= ENTRIES SHOWN =
* * * * *
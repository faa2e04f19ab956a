use crate::artifacts::branch::{
    HEAD_REF_NAME, HEADS_PREFIX, INVALID_BRANCH_NAME_REGEX, MERGE_HEAD_REF_NAME, REMOTE_PREFIX,
    TAGS_PREFIX,
};
use crate::errors::{Error, Result};

/// A full ref name: `HEAD`, `MERGE_HEAD` or a path under `refs/`
#[derive(Debug, Clone, PartialEq, Eq, Hash, PartialOrd, Ord)]
pub struct RefName(String);

impl RefName {
    pub fn head() -> Self {
        Self(HEAD_REF_NAME.to_string())
    }

    pub fn merge_head() -> Self {
        Self(MERGE_HEAD_REF_NAME.to_string())
    }

    pub fn branch(name: &str) -> Result<Self> {
        validate_short_name(name)?;
        Ok(Self(format!("{HEADS_PREFIX}{name}")))
    }

    pub fn tag(name: &str) -> Result<Self> {
        validate_short_name(name)?;
        Ok(Self(format!("{TAGS_PREFIX}{name}")))
    }

    pub fn remote(name: &str) -> Result<Self> {
        validate_short_name(name)?;
        Ok(Self(format!("{REMOTE_PREFIX}{name}")))
    }

    /// Accept `HEAD`, `MERGE_HEAD` or `refs/<valid path>`
    pub fn try_parse(name: &str) -> Result<Self> {
        if name == HEAD_REF_NAME || name == MERGE_HEAD_REF_NAME {
            return Ok(Self(name.to_string()));
        }

        match name.strip_prefix("refs/") {
            Some(rest) => {
                validate_short_name(rest)?;
                Ok(Self(name.to_string()))
            }
            None => Err(Error::InvalidRefName(name.to_string())),
        }
    }

    pub fn is_branch(&self) -> bool {
        self.0.starts_with(HEADS_PREFIX)
    }

    /// The name without its namespace prefix (`refs/heads/topic` -> `topic`)
    pub fn short_name(&self) -> &str {
        [HEADS_PREFIX, TAGS_PREFIX, REMOTE_PREFIX]
            .iter()
            .find_map(|prefix| self.0.strip_prefix(prefix))
            .unwrap_or(&self.0)
    }

    pub fn as_ref_path(&self) -> &str {
        &self.0
    }
}

impl AsRef<str> for RefName {
    fn as_ref(&self) -> &str {
        &self.0
    }
}

impl std::fmt::Display for RefName {
    fn fmt(&self, f: &mut std::fmt::Formatter<'_>) -> std::fmt::Result {
        write!(f, "{}", self.0)
    }
}

/// Branch, tag and remote names follow git's `check-ref-format` rules
pub fn validate_short_name(name: &str) -> Result<()> {
    if name.is_empty() {
        return Err(Error::InvalidRefName("ref name cannot be empty".to_string()));
    }

    let re = regex::Regex::new(INVALID_BRANCH_NAME_REGEX)
        .map_err(|e| Error::InvalidRefName(format!("invalid ref name regex: {e}")))?;

    if re.is_match(name) {
        Err(Error::InvalidRefName(name.to_string()))
    } else {
        Ok(())
    }
}

#[cfg(test)]
mod tests {
    use super::*;
    use proptest::proptest;

    proptest! {
        #[test]
        fn valid_branch_names_are_accepted(branch_name in "[a-zA-Z0-9_-]+") {
            assert!(RefName::branch(&branch_name).is_ok());
        }

        #[test]
        fn hierarchical_branch_names_are_accepted(
            prefix in "[a-zA-Z0-9_-]+",
            suffix in "[a-zA-Z0-9_-]+"
        ) {
            let branch_name = format!("{}/{}", prefix, suffix);
            assert!(RefName::branch(&branch_name).is_ok());
        }

        #[test]
        fn names_starting_with_a_dot_are_rejected(suffix in "[a-zA-Z0-9_-]+") {
            let branch_name = format!(".{}", suffix);
            assert!(RefName::branch(&branch_name).is_err());
        }

        #[test]
        fn names_ending_with_lock_are_rejected(prefix in "[a-zA-Z0-9_-]+") {
            let branch_name = format!("{}.lock", prefix);
            assert!(RefName::tag(&branch_name).is_err());
        }

        #[test]
        fn consecutive_dots_are_rejected(
            prefix in "[a-zA-Z0-9_-]+",
            suffix in "[a-zA-Z0-9_-]+"
        ) {
            let branch_name = format!("{}..{}", prefix, suffix);
            assert!(RefName::branch(&branch_name).is_err());
        }

        #[test]
        fn leading_or_trailing_slash_is_rejected(name in "[a-zA-Z0-9_-]+") {
            assert!(RefName::branch(&format!("/{}", name)).is_err());
            assert!(RefName::branch(&format!("{}/", name)).is_err());
        }

        #[test]
        fn revision_syntax_characters_are_rejected(
            prefix in "[a-zA-Z0-9_-]+",
            suffix in "[a-zA-Z0-9_-]+",
            special_char in r"[\*:\?\[\\^~ ]"
        ) {
            let branch_name = format!("{}{}{}", prefix, special_char, suffix);
            assert!(RefName::branch(&branch_name).is_err());
        }
    }

    #[test]
    fn empty_name_is_rejected() {
        assert!(matches!(RefName::branch(""), Err(Error::InvalidRefName(_))));
    }

    #[test]
    fn full_names_keep_their_namespace() {
        let branch = RefName::branch("feature/x").unwrap();
        assert_eq!(branch.as_ref(), "refs/heads/feature/x");
        assert_eq!(branch.short_name(), "feature/x");
        assert!(branch.is_branch());

        assert!(RefName::try_parse("HEAD").is_ok());
        assert!(RefName::try_parse("refs/tags/v1").is_ok());
        assert!(RefName::try_parse("heads/master").is_err());
        assert!(RefName::try_parse("refs/../HEAD").is_err());
    }
}
//! Merge base lookup
//!
//! The merge base of `source` and `target` is found in two passes:
//!
//! 1. Mark every commit reachable from `source` (inclusive).
//! 2. Walk breadth-first from `target`, following parents in order (first
//!    parent first), and stop at the first commit marked in pass 1.
//!
//! This yields a single nearest common ancestor and prefers the first-parent
//! line of `target`. In criss-cross histories with several best common
//! ancestors it picks one of them rather than synthesizing a virtual base.

use crate::artifacts::log::rev_list::CommitWalk;
use crate::artifacts::objects::object_id::ObjectId;
use crate::errors::Result;
use bitflags::bitflags;
use std::collections::{HashMap, VecDeque};

bitflags! {
    #[derive(Debug, Clone, Copy, PartialEq, Eq, Hash)]
    struct VisitState: u8 {
        const VISITED_FROM_SOURCE = 0b01;
        const VISITED_FROM_TARGET = 0b10;
        const VISITED_FROM_BOTH = Self::VISITED_FROM_SOURCE.bits() | Self::VISITED_FROM_TARGET.bits();
    }
}

/// Finds the merge base of two commits
///
/// Takes a parent loader so it runs unchanged over the object database or an
/// in-memory graph.
pub struct MergeBaseFinder<F>
where
    F: Fn(&ObjectId) -> Result<Vec<ObjectId>>,
{
    parents_of: F,
}

impl<F> MergeBaseFinder<F>
where
    F: Fn(&ObjectId) -> Result<Vec<ObjectId>>,
{
    pub fn new(parents_of: F) -> Self {
        Self { parents_of }
    }

    /// `None` when the histories share no commit
    pub fn find(&self, source: &ObjectId, target: &ObjectId) -> Result<Option<ObjectId>> {
        let mut states = HashMap::<ObjectId, VisitState>::new();

        for oid in CommitWalk::new([source.clone()], |oid: &ObjectId| (self.parents_of)(oid)) {
            states.insert(oid?, VisitState::VISITED_FROM_SOURCE);
        }
        tracing::trace!(%source, reachable = states.len(), "marked source ancestry");

        let mut queue = VecDeque::from([target.clone()]);
        while let Some(oid) = queue.pop_front() {
            let state = states.entry(oid.clone()).or_insert(VisitState::empty());
            if state.contains(VisitState::VISITED_FROM_TARGET) {
                continue;
            }
            *state |= VisitState::VISITED_FROM_TARGET;

            if state.contains(VisitState::VISITED_FROM_BOTH) {
                tracing::debug!(%source, %target, base = %oid, "found merge base");
                return Ok(Some(oid));
            }

            queue.extend((self.parents_of)(&oid)?);
        }

        tracing::debug!(%source, %target, "histories are unrelated");
        Ok(None)
    }
}

#[cfg(test)]
mod tests {
    use super::*;
    use crate::artifacts::log::rev_list::graph::{InMemoryCommitStore, create_oid};
    use pretty_assertions::assert_eq;
    use rstest::{fixture, rstest};

    #[fixture]
    fn linear_history() -> InMemoryCommitStore {
        // A <- B <- C <- D
        let mut store = InMemoryCommitStore::default();
        store.add_commit("commit_a", &[]);
        store.add_commit("commit_b", &["commit_a"]);
        store.add_commit("commit_c", &["commit_b"]);
        store.add_commit("commit_d", &["commit_c"]);
        store
    }

    #[fixture]
    fn simple_merge() -> InMemoryCommitStore {
        //     A
        //    / \
        //   B   C
        //    \ /
        //     D (merge commit)
        let mut store = InMemoryCommitStore::default();
        store.add_commit("commit_a", &[]);
        store.add_commit("commit_b", &["commit_a"]);
        store.add_commit("commit_c", &["commit_a"]);
        store.add_commit("commit_d", &["commit_b", "commit_c"]);
        store
    }

    #[fixture]
    fn criss_cross_merge() -> InMemoryCommitStore {
        //     A
        //    / \
        //   B   C
        //   |\ /|
        //   | X |
        //   |/ \|
        //   D   E
        let mut store = InMemoryCommitStore::default();
        store.add_commit("commit_a", &[]);
        store.add_commit("commit_b", &["commit_a"]);
        store.add_commit("commit_c", &["commit_a"]);
        store.add_commit("commit_d", &["commit_b", "commit_c"]);
        store.add_commit("commit_e", &["commit_c", "commit_b"]);
        store
    }

    fn merge_base(store: &InMemoryCommitStore, source: &str, target: &str) -> Option<ObjectId> {
        MergeBaseFinder::new(|oid: &ObjectId| store.parents_of(oid))
            .find(&create_oid(source), &create_oid(target))
            .unwrap()
    }

    #[rstest]
    fn linear_history_base_is_the_older_commit(linear_history: InMemoryCommitStore) {
        let a = create_oid("commit_a");
        let b = create_oid("commit_b");
        let c = create_oid("commit_c");

        assert_eq!(merge_base(&linear_history, "commit_c", "commit_c"), Some(c));
        assert_eq!(merge_base(&linear_history, "commit_b", "commit_d"), Some(b.clone()));
        assert_eq!(merge_base(&linear_history, "commit_d", "commit_b"), Some(b));
        assert_eq!(merge_base(&linear_history, "commit_d", "commit_a"), Some(a));
    }

    #[rstest]
    fn branches_meet_at_their_fork(simple_merge: InMemoryCommitStore) {
        let a = create_oid("commit_a");

        assert_eq!(merge_base(&simple_merge, "commit_b", "commit_c"), Some(a.clone()));
        assert_eq!(merge_base(&simple_merge, "commit_c", "commit_b"), Some(a.clone()));
        assert_eq!(merge_base(&simple_merge, "commit_a", "commit_d"), Some(a));
        assert_eq!(
            merge_base(&simple_merge, "commit_d", "commit_c"),
            Some(create_oid("commit_c"))
        );
    }

    #[rstest]
    fn criss_cross_prefers_the_first_parent(criss_cross_merge: InMemoryCommitStore) {
        assert_eq!(
            merge_base(&criss_cross_merge, "commit_d", "commit_e"),
            Some(create_oid("commit_c"))
        );
        assert_eq!(
            merge_base(&criss_cross_merge, "commit_e", "commit_d"),
            Some(create_oid("commit_b"))
        );
    }

    #[test]
    fn unrelated_histories_have_no_base() {
        let mut store = InMemoryCommitStore::default();
        store.add_commit("root_one", &[]);
        store.add_commit("root_two", &[]);

        assert_eq!(merge_base(&store, "root_one", "root_two"), None);
    }
}
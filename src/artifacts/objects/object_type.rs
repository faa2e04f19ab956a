use crate::errors::{Error, Result};
use bytes::Bytes;
use std::io::BufRead;

#[derive(Debug, Clone, Copy, PartialEq, Eq, Hash)]
pub enum ObjectType {
    Blob,
    Tree,
    Commit,
}

impl ObjectType {
    pub fn as_str(&self) -> &'static str {
        match self {
            ObjectType::Blob => "blob",
            ObjectType::Tree => "tree",
            ObjectType::Commit => "commit",
        }
    }

    /// Prepend the `<kind> <len>\0` header to a payload.
    ///
    /// The framed bytes are what gets hashed and what gets stored.
    pub fn frame(&self, payload: &[u8]) -> Bytes {
        let header = format!("{} {}\0", self.as_str(), payload.len());
        let mut framed = Vec::with_capacity(header.len() + payload.len());
        framed.extend_from_slice(header.as_bytes());
        framed.extend_from_slice(payload);

        Bytes::from(framed)
    }

    /// Read the `<kind> <len>\0` header, leaving the reader at the payload.
    ///
    /// Returns the kind and the declared payload length.
    pub fn parse_header(data_reader: &mut impl BufRead) -> Result<(ObjectType, usize)> {
        let mut object_type = Vec::new();
        data_reader
            .read_until(b' ', &mut object_type)
            .map_err(|e| Error::InvalidObject(e.to_string()))?;
        if object_type.pop() != Some(b' ') {
            return Err(Error::InvalidObject("missing object kind".to_string()));
        }

        let object_type = std::str::from_utf8(&object_type)
            .map_err(|_| Error::InvalidObject("non UTF-8 object kind".to_string()))?;
        let object_type = ObjectType::try_from(object_type)?;

        let mut size = Vec::new();
        data_reader
            .read_until(b'\0', &mut size)
            .map_err(|e| Error::InvalidObject(e.to_string()))?;
        if size.pop() != Some(b'\0') {
            return Err(Error::InvalidObject("missing object size".to_string()));
        }

        let size = std::str::from_utf8(&size)
            .ok()
            .and_then(|size| size.parse::<usize>().ok())
            .ok_or_else(|| Error::InvalidObject("invalid object size".to_string()))?;

        Ok((object_type, size))
    }
}

impl TryFrom<&str> for ObjectType {
    type Error = Error;

    fn try_from(value: &str) -> Result<Self> {
        match value {
            "blob" => Ok(ObjectType::Blob),
            "tree" => Ok(ObjectType::Tree),
            "commit" => Ok(ObjectType::Commit),
            _ => Err(Error::InvalidObject(format!("unknown object kind {value}"))),
        }
    }
}

impl std::fmt::Display for ObjectType {
    fn fmt(&self, f: &mut std::fmt::Formatter<'_>) -> std::fmt::Result {
        write!(f, "{}", self.as_str())
    }
}
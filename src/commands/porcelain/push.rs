use crate::areas::repository::Repository;
use std::path::Path;

impl Repository {
    pub fn push_command(&self, remote_path: &Path, branch: &str) -> anyhow::Result<()> {
        let pushed = self.push(remote_path, branch)?;

        writeln!(self.writer(), "To {}", remote_path.display())?;
        writeln!(self.writer(), " * {} -> {branch}", pushed.to_short_oid())?;

        Ok(())
    }
}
* * * * *
= YOUR INSTRUCTIONS =
Restate exactly, and only, the line containing "pub fn push_command(&self, remote_path: &Path, branch: &str)" together with all lines after it to the end of the material.

= RESULT OF THE EXERCISE =
    pub fn push_command(&self, remote_path: &Path, branch: &str) -> anyhow::Result<()> {
        let pushed = self.push(remote_path, branch)?;

        writeln!(self.writer(), "To {}", remote_path.display())?;
        writeln!(self.writer(), " * {} -> {branch}", pushed.to_short_oid())?;

        Ok(())
    }
}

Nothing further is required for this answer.